> What you have to do:
Which lines come from the start of the records through the line that holds "let mut day"? Write them out word for word.

> Source material:
☆ ☆ ☆ ☆ ☆ ☆ ☆

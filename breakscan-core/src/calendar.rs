//! Calendar arithmetic: weekday-span durations and quarter labels.
//!
//! Durations count every weekday as a trading day — no holiday calendar.
//! Swapping in a holiday-aware calendar means replacing `business_day_span`
//! and nothing else.

use chrono::{Datelike, Duration, NaiveDate, Weekday};

/// Count of weekdays between `start` and `end` inclusive, minus one.
///
/// This is the duration unit for breakout events: a breakout that starts
/// and ends on the same day has duration 0; Friday to Monday is 1.
/// Returns 0 when `end` precedes `start` or the span contains no weekday.
pub fn business_day_span(start: NaiveDate, end: NaiveDate) -> i64 {
    if end < start {
        return 0;
    }
    let total_days = (end - start).num_days() + 1;
    let full_weeks = total_days / 7;
    let mut count = full_weeks * 5;
    let mut day = start + Duration::days(full_weeks * 7);
    while day <= end {
        if !matches!(day.weekday(), Weekday::Sat | Weekday::Sun) {
            count += 1;
        }
        day = day + Duration::days(1);
    }
    (count - 1).max(0)
}

/// Quarter label for a date: `"2024Q3"`.
pub fn quarter_label(date: NaiveDate) -> String {
    format!("{}Q{}", date.year(), (date.month() - 1) / 3 + 1)
}
//! Bar source trait and structured error types.
//!
//! The `BarSource` trait abstracts over where daily bars come from so the
//! analysis can be fed from files in production and from fixtures in
//! tests. Failures here are precondition errors for the analysis — the
//! core never retries; retry policy belongs to the caller.

use chrono::NaiveDate;
use thiserror::Error;

use crate::domain::RawBar;

/// Structured error types for bar sources.
#[derive(Debug, Error)]
pub enum DataError {
    #[error("symbol not found: {symbol}")]
    SymbolNotFound { symbol: String },

    #[error("no bars for '{symbol}' in the requested range")]
    EmptySeries { symbol: String },

    #[error("malformed bar record: {0}")]
    MalformedRecord(#[from] csv::Error),

    #[error("I/O error: {0}")]
    Io(#[from] std::io::Error),
}

/// A provider of daily OHLC history and point-in-time market caps.
///
/// Implementations must return bars sorted ascending by date with no
/// duplicate dates. A missing market cap is `Ok(None)`, not an error.
pub trait BarSource: Send + Sync {
    /// Human-readable name of this source.
    fn name(&self) -> &str;

    /// Daily bars for a symbol over an inclusive date range.
    fn daily_bars(
        &self,
        symbol: &str,
        start: NaiveDate,
        end: NaiveDate,
    ) -> Result<Vec<RawBar>, DataError>;

    /// Market capitalization for a symbol, if known.
    fn market_cap(&self, symbol: &str) -> Result<Option<f64>, DataError>;
}
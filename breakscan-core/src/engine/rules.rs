//! Breakdown rules — an ordered predicate table, first match wins.

use crate::domain::{BreakdownKind, PriceBar};

/// High-to-close intraday drop that invalidates a breakout opened above
/// yesterday's close.
pub const INTRADAY_HIGH_DROP: f64 = 0.08;

/// Close-to-close drop that invalidates a breakout opened below
/// yesterday's close.
pub const INTRADAY_GAP_DROP: f64 = 0.10;

/// Consecutive closes below the breakout day's high before the
/// three-black-crows rule fires.
pub const THREE_CROWS_LIMIT: u32 = 3;

/// Inputs to one day's breakdown evaluation.
#[derive(Debug, Clone, Copy)]
pub struct BreakdownCtx<'a> {
    pub today: &'a PriceBar,
    pub yesterday: &'a PriceBar,
    pub consecutive_fail_count: u32,
    pub is_mega_cap: bool,
}

/// Priority order is authoritative: a bar satisfying several rules is
/// recorded under the first.
const BREAKDOWN_RULES: &[(BreakdownKind, fn(&BreakdownCtx) -> bool)] = &[
    (BreakdownKind::MaCross, ma_cross),
    (BreakdownKind::IntradayHighDrop8, intraday_high_drop),
    (BreakdownKind::IntradayGapDrop10, intraday_gap_drop),
    (BreakdownKind::ThreeBlackCrows, three_black_crows),
];

/// Evaluate the rule table for one day.
pub fn first_breakdown(ctx: &BreakdownCtx) -> Option<BreakdownKind> {
    BREAKDOWN_RULES
        .iter()
        .find(|(_, rule)| rule(ctx))
        .map(|(kind, _)| *kind)
}

/// MA3 below MA5. Skipped (false) while either window is still filling.
fn ma_cross(ctx: &BreakdownCtx) -> bool {
    matches!(
        (ctx.today.ma3, ctx.today.ma5),
        (Some(ma3), Some(ma5)) if ma3 < ma5
    )
}

fn intraday_high_drop(ctx: &BreakdownCtx) -> bool {
    let t = ctx.today;
    t.open > ctx.yesterday.close
        && t.close < t.open
        && (t.high - t.close) / t.high >= INTRADAY_HIGH_DROP
}

fn intraday_gap_drop(ctx: &BreakdownCtx) -> bool {
    let y_close = ctx.yesterday.close;
    ctx.today.open < y_close && (y_close - ctx.today.close) / y_close >= INTRADAY_GAP_DROP
}

/// Mega-caps are exempt from the three-black-crows rule.
fn three_black_crows(ctx: &BreakdownCtx) -> bool {
    ctx.consecutive_fail_count >= THREE_CROWS_LIMIT && !ctx.is_mega_cap
}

☆ ☆ ☆ ☆ ☆ ☆ ☆

> Reply:
filename breakscan-core/src/calendar.rs
//! Calendar arithmetic: weekday-span durations and quarter labels.
//!
//! Durations count every weekday as a trading day — no holiday calendar.
//! Swapping in a holiday-aware calendar means replacing `business_day_span`
//! and nothing else.

use chrono::{Datelike, Duration, NaiveDate, Weekday};

/// Count of weekdays between `start` and `end` inclusive, minus one.
///
/// This is the duration unit for breakout events: a breakout that starts
/// and ends on the same day has duration 0; Friday to Monday is 1.
/// Returns 0 when `end` precedes `start` or the span contains no weekday.
pub fn business_day_span(start: NaiveDate, end: NaiveDate) -> i64 {
    if end < start {
        return 0;
    }
    let total_days = (end - start).num_days() + 1;
    let full_weeks = total_days / 7;
    let mut count = full_weeks * 5;
    let mut day = start + Duration::days(full_weeks * 7);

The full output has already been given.